Floridians enjoy a special loop hole; buying it as commercial animal feed. Legally speaking, consumers are allowed to drink raw milk, it's just the access, distribution, and transfer of it that often receives a blow from the FDA police.
In Florida, however, there are actually a few farms officially registered to sell unpasteurized milk.
Raw milk demand grows; more Florida farms sell it as pet food
Florida calls it pet food, but people crave it and will go underground to get it.
Florida allows the sale of unpasteurized milk only as pet food, yet while a growing number of people want raw milk for themselves, the state turns a blind eye.
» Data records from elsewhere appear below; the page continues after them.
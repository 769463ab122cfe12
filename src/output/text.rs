use crate::analysis::{FileAnalysis, MatchKind, TestKind};
use crate::errors::Result;
use crate::output::json::Metadata;
use crate::report::ProjectReport;
use std::io::Write;

/// Write analyze output as a human-readable report.
pub fn write_analyze_text<W: Write>(
    writer: &mut W,
    report: &ProjectReport,
    metadata: &Metadata,
) -> Result<()> {
    let totals = &report.totals;

    writeln!(writer, "pysurvey Analysis Report")?;
    writeln!(writer, "========================")?;
    writeln!(writer)?;
    writeln!(writer, "Root:         {}", metadata.root.display())?;
    writeln!(writer, "Parsed:       {} files", metadata.files_parsed)?;
    writeln!(writer, "Failed:       {} files", metadata.files_failed)?;
    if metadata.files_skipped > 0 {
        writeln!(writer, "Skipped:      {} files (cancelled)", metadata.files_skipped)?;
    }
    writeln!(writer)?;

    writeln!(writer, "Summary")?;
    writeln!(writer, "-------")?;
    writeln!(writer, "Symbols:      {}", totals.symbols)?;
    writeln!(
        writer,
        "Calls:        {} ({} unresolved)",
        totals.calls, totals.unresolved_calls
    )?;
    writeln!(writer, "Endpoints:    {}", totals.endpoints)?;
    writeln!(writer, "Client calls: {}", totals.client_calls)?;
    writeln!(
        writer,
        "Protocols:    {} ({} implementers)",
        totals.protocols, totals.implementers
    )?;
    writeln!(writer, "Tests:        {}", totals.tests)?;
    writeln!(writer)?;

    for file in &report.files {
        write_file_section(writer, file)?;
    }

    if !report.diagnostics.is_empty() {
        writeln!(writer, "Diagnostics")?;
        writeln!(writer, "{:-<60}", "")?;
        for diagnostic in &report.diagnostics {
            writeln!(writer, "  {diagnostic}")?;
        }
        writeln!(writer)?;
    }

    writeln!(
        writer,
        "Completed in {:.2}s ({:.0} files/sec)",
        metadata.elapsed_ms as f64 / 1000.0,
        metadata.files_per_second
    )?;

    Ok(())
}

fn write_file_section<W: Write>(writer: &mut W, file: &FileAnalysis) -> Result<()> {
    let has_facts = !file.endpoints.is_empty()
        || !file.client_calls.is_empty()
        || !file.protocols.is_empty()
        || !file.tests.is_empty();

    writeln!(
        writer,
        "{} ({} symbols, {} calls)",
        file.path.display(),
        file.symbols.len(),
        file.calls.len()
    )?;
    if !has_facts {
        writeln!(writer)?;
        return Ok(());
    }

    for endpoint in &file.endpoints {
        let path = endpoint.full_path.as_deref().unwrap_or(&endpoint.path);
        writeln!(
            writer,
            "  endpoint  {:<7} {:<30} -> {} [{}]",
            endpoint.method, path, endpoint.handler, endpoint.framework
        )?;
    }
    for call in &file.client_calls {
        writeln!(
            writer,
            "  client    {:<7} {:<30} in {} [{}{}]",
            call.method,
            call.path.text(),
            call.caller.as_deref().unwrap_or("<module>"),
            call.library,
            if call.is_async { ", async" } else { "" }
        )?;
    }
    for protocol in &file.protocols {
        let members: Vec<&str> = protocol.required_members.iter().map(String::as_str).collect();
        writeln!(writer, "  protocol  {} {{{}}}", protocol.name, members.join(", "))?;
    }
    for implementer in &file.implementers {
        let how = match implementer.match_kind {
            MatchKind::Nominal => "nominal",
            MatchKind::Structural => "structural",
        };
        writeln!(
            writer,
            "  implements {} -> {} ({how})",
            implementer.class_name, implementer.protocol
        )?;
    }
    for test in &file.tests {
        let kind = match test.kind {
            TestKind::TestFunction => "function",
            TestKind::TestMethod => "method",
        };
        writeln!(writer, "  test      {} ({kind})", test.symbol)?;
    }
    writeln!(writer)?;
    Ok(())
}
Nothing prohibits drinking raw milk. State officials acknowledge that there's an underground supply chain.
People say it's a creamier, purer and healthier alternative to pasteurized milk.
This year, about a dozen more farms statewide, a total of 46, registered to sell raw milk as “commercial feed.” There's no way to tell how much is bought for human consumption.
“It's legal to consume. It's not like a drug that you can get arrested for possession or distribution,” said Pete Kennedy, president and attorney for Farm-to-Consumer Legal Defense Fund, a national organization that advocates for the right to buy and consume raw milk. “The law is dysfunctional.”
Three farms in Palm Beach County are registered to sell unpasteurized goat and cow milk. None in Broward County is registered, but their suppliers are. At least one natural-foods store and a farm sell raw dairy products, including milk, butter and yogurt.
The state, along with the Centers for Disease Control and Prevention and U.S. Food and Drug Administration, warn that raw milk can be hazardous, not healthier, and that pasteurization is needed to avoid contamination such as E. coli and salmonella.
The Palm Beach County Health Department in recent years has had only one reported listeria case caused by raw cheese consumed in Mexico. Broward has no reports in the past two years.
Derek Friedman believes raw milk is harmless and that pasteurizing renders milk useless.
“Where's my freedom of choice to choose what I put in my mouth?” asked Friedman, a Boca Raton chiropractor who focuses on holistic health care and nutrition and has been drinking raw milk for a decade. “Let the consumer decide. Get the government out of my food.”
Those looking for a raw milk fix go to great lengths to find farms where transactions are quietly conducted and a de facto “don't ask, don't tell” policy is understood.
Chelsea Marando, owner of Marando Farms inFort Lauderdale, has raised her family on raw milk and now sells about 500 gallons a month, up from 100 gallons six months ago. She protects the identity of her supplier, she says.
“They watch us very closely. I don't know if they send spies, so to speak,” Marando said.
Layla Lopez, a licensed nutritionist at Delray Medical Center, said drinking raw milk is not worth the risk, especially for the elderly, young children, pregnant women and those with compromised immune systems. Organic pasteurized milk is a healthier alternative, she said.
Jojo Milano, owner of Goodness Gracious Acres in Loxahatchee, breeds Nubian dairy goats and is “scared to death of the government” and a potential crackdown. So when someone calls asking for raw milk for their baby, she says no.
“I don't know if it's a ruse,” she says. “If you don't follow my rules, no, I'm not selling you milk.”